In the Fast Lane with AJ Allmendinger

On the track, AJ Allmedinger is a tenacious competitor who could be described as something of a perfectionist. Appreciative of the opportunity that he earned with Tad and Jodi Geschickter as well as Brad Daugherty in a full-time capacity since 2014, the No. 47 Bush’s Beans/Kroger’s Chevrolet SS has been a fixture at the front of the field at a plethora of races.

Whether it’s the winding turns of Watkins Glen International or the bullring at Martinsville, Allmendinger is intense, aggressive, strategic, and passionate with making the most of his race days.  He acknowledges the growing pains that they’ve experienced as they continually seek for constant, consistent growth as an emerging front running contender for race wins and a spot in The Chase.

That said, he expressed optimism and confidence that his No. 47 team, with new crew chief Randall Burnett, and the hardworking personnel, at the shop and on the road during race weekends, are focused on big picture gains.

As skillful as Allmendinger is with his racing efforts in the NASCAR Sprint Cup Series, he’s just as precise and insightful as he is with his role as an analyst on FOX Sports 1’s NASCAR Race Hub.

Working with hosts Danielle Trotta and Adam Alexander as well as crew chief analysts Larry McReynolds and Jeff Hammond, there’s a sense of camaraderie and family for the Californian during his appearances.  After all, the paint trading ways of stock car racing is adequate practice for some playful jests and witty remarks.

To say the least, Allmendinger has found a comfortable home in the world of NASCAR, whether it’s in the driver’s seat or within the community when he interacts with race fans and yes, even the press.

There’s always the nice escapes like golfing or even his new role as a “parent” to Mr.
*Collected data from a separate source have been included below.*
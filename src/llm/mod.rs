//! LLM Provider Clients and Abstractions
//!
//! This module provides the chat-completion capability used by the research
//! pipeline. Provider specifics live behind the [`LLMClient`] trait so the
//! pipeline, the solver and the tests never depend on a concrete endpoint.
//!
//! # Architecture
//!
//! - [`LLMClient`] - Completion and streaming completion for one model
//! - [`LLMClientFactory`] - Opens a client session for a configured provider
//! - [`OpenAIClientFactory`] - Factory for OpenAI-compatible endpoints
//!
//! # Example
//!
//! ```ignore
//! use council::llm::{ChatMessage, LLMClientFactory, OpenAIClientFactory};
//!
//! let factory = OpenAIClientFactory::default();
//! let client = factory.create(&provider).await?;
//!
//! let reply = client
//!     .complete(&[ChatMessage::system("Be brief."), ChatMessage::user("What is 2+2?")])
//!     .await?;
//! println!("{}", reply);
//! ```
//!
//! # Streaming
//!
//! `complete_stream` returns a [`ChunkStream`], a boxed stream of text
//! deltas that owns its HTTP connection.

/// Core LLM client trait and message types.
pub mod client;
/// OpenAI-compatible client and factory.
pub mod openai;

pub use client::{ChatMessage, ChunkStream, LLMClient, LLMClientFactory, MessageRole};
pub use openai::{OpenAIClient, OpenAIClientFactory};
//! TOML-based configuration for the council server
//!
//! This module provides declarative configuration for the HTTP server, the web
//! search backend, pipeline limits, the research providers and the solver via
//! a TOML file (`council.toml`).
//!
//! Credentials are never stored in the file. Each provider names the
//! environment variable holding its API key, resolved when the runtime
//! [`ProviderConfig`] is built.
//!
//! # Hot Reloading
//!
//! Configuration changes are automatically detected and applied at runtime.
//! Use `ConfigManager` for thread-safe access to the current configuration.
//! Requests take a snapshot when they start, so a reload never affects a
//! request already in flight.

use arc_swap::ArcSwap;
use notify::{Event, RecommendedWatcher, RecursiveMode, Watcher};
use parking_lot::RwLock;
use serde::{Deserialize, Serialize};
use std::collections::HashSet;
use std::fs;
use std::path::{Path, PathBuf};
use std::sync::Arc;
use std::time::Duration;
use tokio::sync::mpsc;
use tracing::{error, info, warn};

/// Root configuration structure loaded from council.toml
#[derive(Debug, Clone, Default, Serialize, Deserialize)]
pub struct CouncilConfig {
    #[serde(default)]
    pub server: ServerConfig,

    #[serde(default)]
    pub search: SearchConfig,

    #[serde(default)]
    pub pipeline: PipelineConfig,

    /// Research providers, in invocation order
    #[serde(default)]
    pub providers: Vec<ProviderSettings>,

    /// Model that merges the provider reports into the final answer
    #[serde(default)]
    pub solver: Option<ProviderSettings>,
}

// ============= Server Configuration =============

#[derive(Debug, Clone, Serialize, Deserialize)]
pub struct ServerConfig {
    #[serde(default = "default_host")]
    pub host: String,

    #[serde(default = "default_port")]
    pub port: u16,

    #[serde(default = "default_log_level")]
    pub log_level: String,

    /// Allow any origin (the bundled browser client is served elsewhere)
    #[serde(default = "default_true")]
    pub cors_permissive: bool,
}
Tickles, a feline companion that his girlfriend Tara Meador, and his mother Karen found while he was working on Race Hub.  The story of how he became a member of their family is about as heartwarming as it is humorous with how his feline friend was named.

Recently, I caught up with Allmendinger during the Bad Boy Off Road 300 race weekend at New Hampshire Motor Speedway.  For a driver who concluded the first practice session of the day, you’d think it was like catching up with an old friend rather than shop talk.

Needless to say, we’d like to say: AJ, perhaps our readers or even yours truly will have to take up your offer on that cook-off if you’ll follow us on Twitter!  That said, let’s get to it as we go “In the Fast Lane with AJ Allmendinger” right now on The Podium Finish!

Rob Tiongson :  AJ, I won’t start off with a competition question, but I’ve got to ask you, how did you get to meet Mr. Tickles and bring him to your family? (laughter)

AJ and his girlfriend Tara celebrating last Christmas with their newest family member - Mr. Tickles! (Photo Credit: AJ Allmendinger via Twitter)

AJ and his girlfriend Tara celebrating last Christmas with their newest family member – Mr. Tickles! (Photo Credit: AJ Allmendinger via Twitter)

AJ Allmendinger :  Ah, Mr. Tickles! I will first off say that I am not against cats.  I was not a huge cat person.  I was always a dog person.  I love animals but dogs are my favorite.  I happen to be doing Race Hub on FOX Sports 1 one day and my mom and Tara, my girlfriend, texted me that they found this cat under this dumpster from this house being built across the street.  They were trying to get him out.

I come home, the cat doesn’t want out still.  You can see that he was really small and it turned out that he was 0.8 pounds and just over four weeks old.  After about three hours of trying to drag his little cat butt out, we finally got him and put him in the bath tub that night and put some blankets around him.  He was pretty scared obviously.

The next morning, my girlfriend took him to the vet, figured he probably had some worms or something, and the next thing you know, the vet’s like, “No, he’s just hungry.  He’s good to go.”  My girlfriend was like, “What are we going to do with him?  He’s so cute but we can’t keep him.”  I was like, “Why can’t we keep him?”  She’s like, “We travel every weekend.”  I’m like, “Why don’t we call the airline that we fly on and see if they’re opposed to cats coming on the plane?”  We called them and they’re like, “No, we’d love to have Mr. Tickles!”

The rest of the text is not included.